--- SUPPLIED DATA Enclosed Below ---

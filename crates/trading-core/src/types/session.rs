//! Regular trading session and intraday time filters.

use chrono::NaiveTime;
use serde::{Deserialize, Serialize};

use super::{Bar, Timeframe};

/// Session hours in exchange-local time plus the windows to stay out of.
#[derive(Debug, Clone, PartialEq, Serialize, Deserialize)]
#[serde(default)]
pub struct TradingSession {
    #[serde(with = "hhmm")]
    pub market_open: NaiveTime,
    #[serde(with = "hhmm")]
    pub market_close: NaiveTime,
    /// No entries during the first minutes after the open
    pub avoid_first_minutes: u32,
    /// No entries during the last minutes before the close
    pub avoid_last_minutes: u32,
    /// Bars at or after this time force an end-of-day exit
    #[serde(with = "hhmm")]
    pub eod_exit_time: NaiveTime,
}

impl Default for TradingSession {
    fn default() -> Self {
        Self {
            market_open: NaiveTime::from_hms_opt(9, 30, 0).unwrap_or_default(),
            market_close: NaiveTime::from_hms_opt(16, 0, 0).unwrap_or_default(),
            avoid_first_minutes: 30,
            avoid_last_minutes: 30,
            eod_exit_time: NaiveTime::from_hms_opt(15, 55, 0).unwrap_or_default(),
        }
    }
}

fn minutes(t: NaiveTime) -> u32 {
    use chrono::Timelike;
    t.hour() * 60 + t.minute()
}

impl TradingSession {
    /// Whether a new position may be opened on `bar`.
    ///
    /// Daily and longer bars are always tradable. Intraday bars must fall
    /// between `open + avoid_first` and `close - avoid_last`, both inclusive.
    pub fn is_tradable(&self, bar: &Bar, timeframe: Timeframe) -> bool {
        if !timeframe.is_intraday() {
            return true;
        }
        let m = bar.minute_of_day();
        let start = minutes(self.market_open) + self.avoid_first_minutes;
        let end = minutes(self.market_close).saturating_sub(self.avoid_last_minutes);
        m >= start && m <= end
    }

    /// Whether an open intraday position must be flattened on `bar`.
    pub fn is_end_of_day(&self, bar: &Bar, timeframe: Timeframe) -> bool {
        timeframe.is_intraday() && bar.minute_of_day() >= minutes(self.eod_exit_time)
    }

    pub fn validate(&self) -> Result<(), String> {
        let open = minutes(self.market_open);
        let close = minutes(self.market_close);
        if open >= close {
            return Err("market_open must be before market_close".to_string());
        }
        if self.avoid_first_minutes + self.avoid_last_minutes >= close - open {
            return Err("avoid windows cover the whole session".to_string());
        }
        Ok(())
    }
}

/// `HH:MM` (de)serialization for `NaiveTime`.
pub mod hhmm {
    use chrono::NaiveTime;
    use serde::{Deserialize, Deserializer, Serializer};

    const FORMAT: &str = "%H:%M";

    pub fn serialize<S: Serializer>(time: &NaiveTime, serializer: S) -> Result<S::Ok, S::Error> {
        serializer.serialize_str(&time.format(FORMAT).to_string())
    }

    pub fn deserialize<'de, D: Deserializer<'de>>(deserializer: D) -> Result<NaiveTime, D::Error> {
        let s = String::deserialize(deserializer)?;
        NaiveTime::parse_from_str(&s, FORMAT)
            .or_else(|_| NaiveTime::parse_from_str(&s, "%H:%M:%S"))
            .map_err(serde::de::Error::custom)
    }
}

#[cfg(test)]
mod tests {
    use super::*;
    use chrono::NaiveDate;

    fn bar_at(h: u32, m: u32) -> Bar {
        let ts = NaiveDate::from_ymd_opt(2024, 5, 6)
            .unwrap()
            .and_hms_opt(h, m, 0)
            .unwrap()
            .and_utc()
            .timestamp_millis();
        Bar::new(ts, 1.0, 1.0, 1.0, 1.0, 0.0)
    }

    #[test]
    fn test_opening_and_closing_windows() {
        let session = TradingSession::default();
        let tf = Timeframe::Minute5;

        assert!(!session.is_tradable(&bar_at(9, 30), tf));
        assert!(!session.is_tradable(&bar_at(9, 55), tf));
        assert!(session.is_tradable(&bar_at(10, 0), tf));
        assert!(session.is_tradable(&bar_at(15, 30), tf));
        assert!(!session.is_tradable(&bar_at(15, 35), tf));
        assert!(!session.is_tradable(&bar_at(8, 0), tf));
    }

    #[test]
    fn test_daily_bars_always_tradable() {
        let session = TradingSession::default();
        assert!(session.is_tradable(&bar_at(0, 0), Timeframe::Daily));
        assert!(!session.is_end_of_day(&bar_at(0, 0), Timeframe::Daily));
    }

    #[test]
    fn test_end_of_day() {
        let session = TradingSession::default();
        assert!(!session.is_end_of_day(&bar_at(15, 50), Timeframe::Minute5));
        assert!(session.is_end_of_day(&bar_at(15, 55), Timeframe::Minute5));
    }

    #[test]
    fn test_validate() {
        let mut session = TradingSession::default();
        assert!(session.validate().is_ok());
        session.avoid_first_minutes = 200;
        session.avoid_last_minutes = 200;
        assert!(session.validate().is_err());
    }

    #[test]
    fn test_hhmm_serde() {
        let json = serde_json::to_string(&TradingSession::default()).unwrap();
        assert!(json.contains("\"09:30\""));
        let parsed: TradingSession =
            serde_json::from_str(r#"{"market_open":"09:45","eod_exit_time":"15:50:00"}"#).unwrap();
        assert_eq!(parsed.market_open, NaiveTime::from_hms_opt(9, 45, 0).unwrap());
        assert_eq!(parsed.eod_exit_time, NaiveTime::from_hms_opt(15, 50, 0).unwrap());
        assert_eq!(parsed.avoid_first_minutes, 30);
    }
}
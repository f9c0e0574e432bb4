//! Position sizing algorithms.

use rust_decimal::Decimal;
use rust_decimal_macros::dec;
use serde::{Deserialize, Serialize};

/// Position sizing method.
#[derive(Debug, Clone, PartialEq, Serialize, Deserialize)]
#[serde(tag = "method", rename_all = "snake_case")]
pub enum PositionSizingMethod {
    /// Risk a fraction of equity between entry and stop
    FixedRisk { risk_per_trade: Decimal },
    /// Commit a fraction of equity regardless of the stop
    PercentEquity { fraction: Decimal },
    /// Fixed number of shares
    Fixed { shares: Decimal },
}

impl Default for PositionSizingMethod {
    fn default() -> Self {
        PositionSizingMethod::FixedRisk {
            risk_per_trade: dec!(0.02),
        }
    }
}

/// Position sizer calculates the number of whole shares to trade.
#[derive(Debug, Clone, Default)]
pub struct PositionSizer {
    method: PositionSizingMethod,
}

impl PositionSizer {
    pub fn new(method: PositionSizingMethod) -> Self {
        Self { method }
    }

    pub fn method(&self) -> &PositionSizingMethod {
        &self.method
    }

    /// Shares to buy or sell short at `price` with a stop at `stop_price`.
    ///
    /// Never more than the equity can pay for; zero when the stop sits on
    /// the entry price under fixed-risk sizing.
    pub fn calculate(&self, equity: Decimal, price: Decimal, stop_price: Decimal) -> Decimal {
        if price <= Decimal::ZERO || equity <= Decimal::ZERO {
            return Decimal::ZERO;
        }

        let size = match &self.method {
            PositionSizingMethod::FixedRisk { risk_per_trade } => {
                let risk_per_share = (price - stop_price).abs();
                if risk_per_share.is_zero() {
                    return Decimal::ZERO;
                }
                (equity * *risk_per_trade / risk_per_share).floor()
            }
            PositionSizingMethod::PercentEquity { fraction } => {
                (equity * *fraction / price).floor()
            }
            PositionSizingMethod::Fixed { shares } => shares.floor(),
        };

        let max_affordable = (equity / price).floor();
        size.min(max_affordable).max(Decimal::ZERO)
    }
}

#[cfg(test)]
mod tests {
    use super::*;

    #[test]
    fn test_fixed_risk() {
        let sizer = PositionSizer::new(PositionSizingMethod::FixedRisk {
            risk_per_trade: dec!(0.02),
        });

        // Risk 2% = $2000, stop $20 away = 100 shares, capped by 100000/4000 = 25
        let size = sizer.calculate(dec!(100000), dec!(4000), dec!(3980));
        assert_eq!(size, dec!(25));

        // Cheap stock: 2000 / 5 = 400 shares, affordable 1000
        let size = sizer.calculate(dec!(100000), dec!(100), dec!(95));
        assert_eq!(size, dec!(400));
    }

    #[test]
    fn test_zero_risk_per_share() {
        let sizer = PositionSizer::default();
        assert_eq!(sizer.calculate(dec!(100000), dec!(100), dec!(100)), Decimal::ZERO);
    }

    #[test]
    fn test_short_stop_above_entry() {
        let sizer = PositionSizer::default();
        let size = sizer.calculate(dec!(100000), dec!(100), dec!(104));
        assert_eq!(size, dec!(500));
    }

    #[test]
    fn test_percent_equity() {
        let sizer = PositionSizer::new(PositionSizingMethod::PercentEquity {
            fraction: dec!(0.05),
        });
        // 5% of 100000 = 5000, at $100/share = 50 shares
        assert_eq!(sizer.calculate(dec!(100000), dec!(100), dec!(0)), dec!(50));
    }

    #[test]
    fn test_fixed_shares_capped_by_equity() {
        let sizer = PositionSizer::new(PositionSizingMethod::Fixed { shares: dec!(1000) });
        assert_eq!(sizer.calculate(dec!(1000000), dec!(50), dec!(49)), dec!(1000));
        assert_eq!(sizer.calculate(dec!(5000), dec!(100), dec!(99)), dec!(50));
    }

    #[test]
    fn test_serde_shape() {
        let method: PositionSizingMethod =
            serde_json::from_str(r#"{"method":"percent_equity","fraction":"0.1"}"#).unwrap();
        assert_eq!(
            method,
            PositionSizingMethod::PercentEquity {
                fraction: dec!(0.1)
            }
        );
    }
}
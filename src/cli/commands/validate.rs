//! Validate configuration command.

use anyhow::Result;
use trading_config::{to_toml, AppConfig};

use crate::cli::ValidateArgs;

pub async fn run(args: ValidateArgs, config: &AppConfig) -> Result<()> {
    if let Err(e) = config.validate() {
        println!("Configuration error: {}", e);
        return Err(e.into());
    }

    println!("Configuration is valid!");
    println!();
    let t = &config.trading;
    println!("Symbol: {}", t.symbol);
    let timeframes: Vec<String> = t.timeframes.iter().map(|tf| tf.to_string()).collect();
    println!("Timeframes: {}", timeframes.join(", "));
    println!("Period: {} to {}", t.start_date, t.end_date);
    println!("Initial capital: {}", t.initial_capital);
    println!("Commission: {}  Slippage: {}", t.commission, t.slippage);
    println!("Indicators: {}", config.indicators.describe());
    println!(
        "Parameter combinations: {}",
        config.indicators.combinations().len()
    );
    println!(
        "Optimization metric: {} (min trades {})",
        config.backtest.optimization_metric, config.backtest.min_trades
    );
    println!("Screener universe: {} tickers", config.screener.universe().len());
    println!("News sources: {}", config.sentiment.sources.len());
    println!("Log level: {}", config.logging.level);

    if args.show {
        println!();
        println!("{}", to_toml(config)?);
    }
    Ok(())
}
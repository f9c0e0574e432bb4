//! Crypto news sentiment commands.

use anyhow::{Context, Result};
use chrono::Utc;
use std::time::Duration;
use tracing::{info, warn};
use trading_config::AppConfig;
use trading_sentiment::{
    filter_recent, format_for_telegram, search_keywords, trending_topics, AlertWatcher, Article,
    ConsoleNotifier, NewsClient, Notifier, SentimentAnalyzer, TelegramClient,
};

use crate::cli::{AnalyzeArgs, NewsArgs, SentimentCommand, WatchArgs};

/// Hours of news the summary covers when `--hours` is not given.
const SUMMARY_HOURS: i64 = 24;

pub async fn run(command: SentimentCommand, config: &AppConfig) -> Result<()> {
    match command {
        SentimentCommand::Analyze(args) => analyze(args),
        SentimentCommand::News(args) => news(args, config).await,
        SentimentCommand::Summary(args) => summary(args, config).await,
        SentimentCommand::Watch(args) => watch(args, config).await,
    }
}

fn analyze(args: AnalyzeArgs) -> Result<()> {
    let headline = args.headline.join(" ");
    let analysis = SentimentAnalyzer::new().analyze_headline(&headline, args.weight);

    println!("Headline:   {}", analysis.headline);
    println!("Processed:  {}", analysis.processed_text);
    println!(
        "Sentiment:  {} (score {:.3}, confidence {:.0}%)",
        analysis.label,
        analysis.combined_score,
        analysis.confidence * 100.0
    );
    println!(
        "Lexicon:    compound {:.3}  pos {:.3}  neu {:.3}  neg {:.3}",
        analysis.valence.compound, analysis.valence.pos, analysis.valence.neu, analysis.valence.neg
    );
    println!(
        "Polarity:   {:.3}  subjectivity {:.3}",
        analysis.polarity.polarity, analysis.polarity.subjectivity
    );
    println!("Impact:     {}", analysis.impact);
    if !analysis.keywords.is_empty() {
        println!("Keywords:   {}", analysis.keywords.join(", "));
    }
    if !analysis.events.is_empty() {
        println!("Events:     {:?}", analysis.events);
    }
    Ok(())
}

fn news_client(config: &AppConfig) -> Result<NewsClient> {
    Ok(NewsClient::new(config.sentiment.sources.clone())
        .context("Failed to create news client")?
        .with_request_delay(Duration::from_millis(config.sentiment.request_delay_ms)))
}

/// Fetch every feed, then apply the recency and keyword filters.
async fn fetch(args: &NewsArgs, config: &AppConfig, default_hours: Option<i64>) -> Result<Vec<Article>> {
    let mut articles = news_client(config)?.fetch_all().await;
    if let Some(hours) = args.hours.or(default_hours) {
        articles = filter_recent(&articles, hours, Utc::now());
    }
    if !args.search.is_empty() {
        let keywords: Vec<&str> = args.search.iter().map(String::as_str).collect();
        articles = search_keywords(&articles, &keywords);
    }
    if articles.is_empty() {
        anyhow::bail!("No articles found");
    }
    info!(articles = articles.len(), "Fetched news");
    Ok(articles)
}

async fn news(args: NewsArgs, config: &AppConfig) -> Result<()> {
    let articles = fetch(&args, config, None).await?;
    let analyzer = SentimentAnalyzer::new();

    for article in articles.iter().take(args.limit) {
        let analysis = analyzer.analyze_headline(&article.headline, article.source_weight);
        println!("{}\n", format_for_telegram(article, Some(&analysis)));
    }

    let topics = trending_topics(&articles);
    if !topics.is_empty() {
        let line: Vec<String> = topics
            .iter()
            .take(5)
            .map(|(topic, count)| format!("{} ({})", topic, count))
            .collect();
        println!("Trending: {}", line.join(", "));
    }
    Ok(())
}

async fn summary(args: NewsArgs, config: &AppConfig) -> Result<()> {
    let articles = fetch(&args, config, Some(SUMMARY_HOURS)).await?;
    let items: Vec<(String, String, f64)> = articles
        .iter()
        .map(|a| (a.headline.clone(), a.source.clone(), a.source_weight))
        .collect();

    let analyzer = SentimentAnalyzer::new();
    let analyses = analyzer.analyze_batch(&items);
    let summary = analyzer
        .summarize(&analyses)
        .context("Nothing to summarize")?;

    let d = &summary.distribution;
    println!("📊 *Crypto Market Sentiment Summary*\n");
    println!("Overall: {}", summary.overall);
    println!("Average score: {:.3}", summary.average_score);
    println!("Articles analyzed: {}", summary.total_articles);
    println!("High impact news: {}\n", summary.high_impact_count);
    println!("🚀 Very Positive: {}", d.very_positive);
    println!("📈 Positive: {}", d.positive);
    println!("➡️ Neutral: {}", d.neutral);
    println!("📉 Negative: {}", d.negative);
    println!("💥 Very Negative: {}\n", d.very_negative);
    println!("💡 {}", summary.recommendation);
    Ok(())
}

async fn watch(args: WatchArgs, config: &AppConfig) -> Result<()> {
    let telegram = &config.sentiment.telegram;
    if args.console || !telegram.enabled {
        return run_watcher(ConsoleNotifier, args.once, config).await;
    }
    match telegram.credentials() {
        Some((token, chat_id)) => {
            let client = TelegramClient::new(token, chat_id).context("Invalid Telegram settings")?;
            info!(chat_id = client.chat_id(), "Sending alerts to Telegram");
            run_watcher(client, args.once, config).await
        }
        None => {
            warn!(
                token_env = %telegram.token_env,
                chat_id_env = %telegram.chat_id_env,
                "Telegram credentials not set, printing alerts instead"
            );
            run_watcher(ConsoleNotifier, args.once, config).await
        }
    }
}

async fn run_watcher<N: Notifier>(notifier: N, once: bool, config: &AppConfig) -> Result<()> {
    let mut watcher = AlertWatcher::new(
        news_client(config)?,
        SentimentAnalyzer::new(),
        notifier,
        config.sentiment.watcher_config(),
    );
    if once {
        let sent = watcher.poll_once().await.context("News check failed")?;
        println!("{} alert(s) sent", sent);
        return Ok(());
    }
    watcher
        .run(async {
            if let Err(e) = tokio::signal::ctrl_c().await {
                warn!(error = %e, "Failed to listen for Ctrl-C");
                std::future::pending::<()>().await;
            }
        })
        .await;
    Ok(())
}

--- End of Enclosed SUPPLIED DATA ---

*TASK ITEM:* Wherever a line in the data above holds "Negative", copy that line.

*EXERCISE OUTPUT:*
    println!("📉 Negative: {}", d.negative);
    println!("💥 Very Negative: {}\n", d.very_negative);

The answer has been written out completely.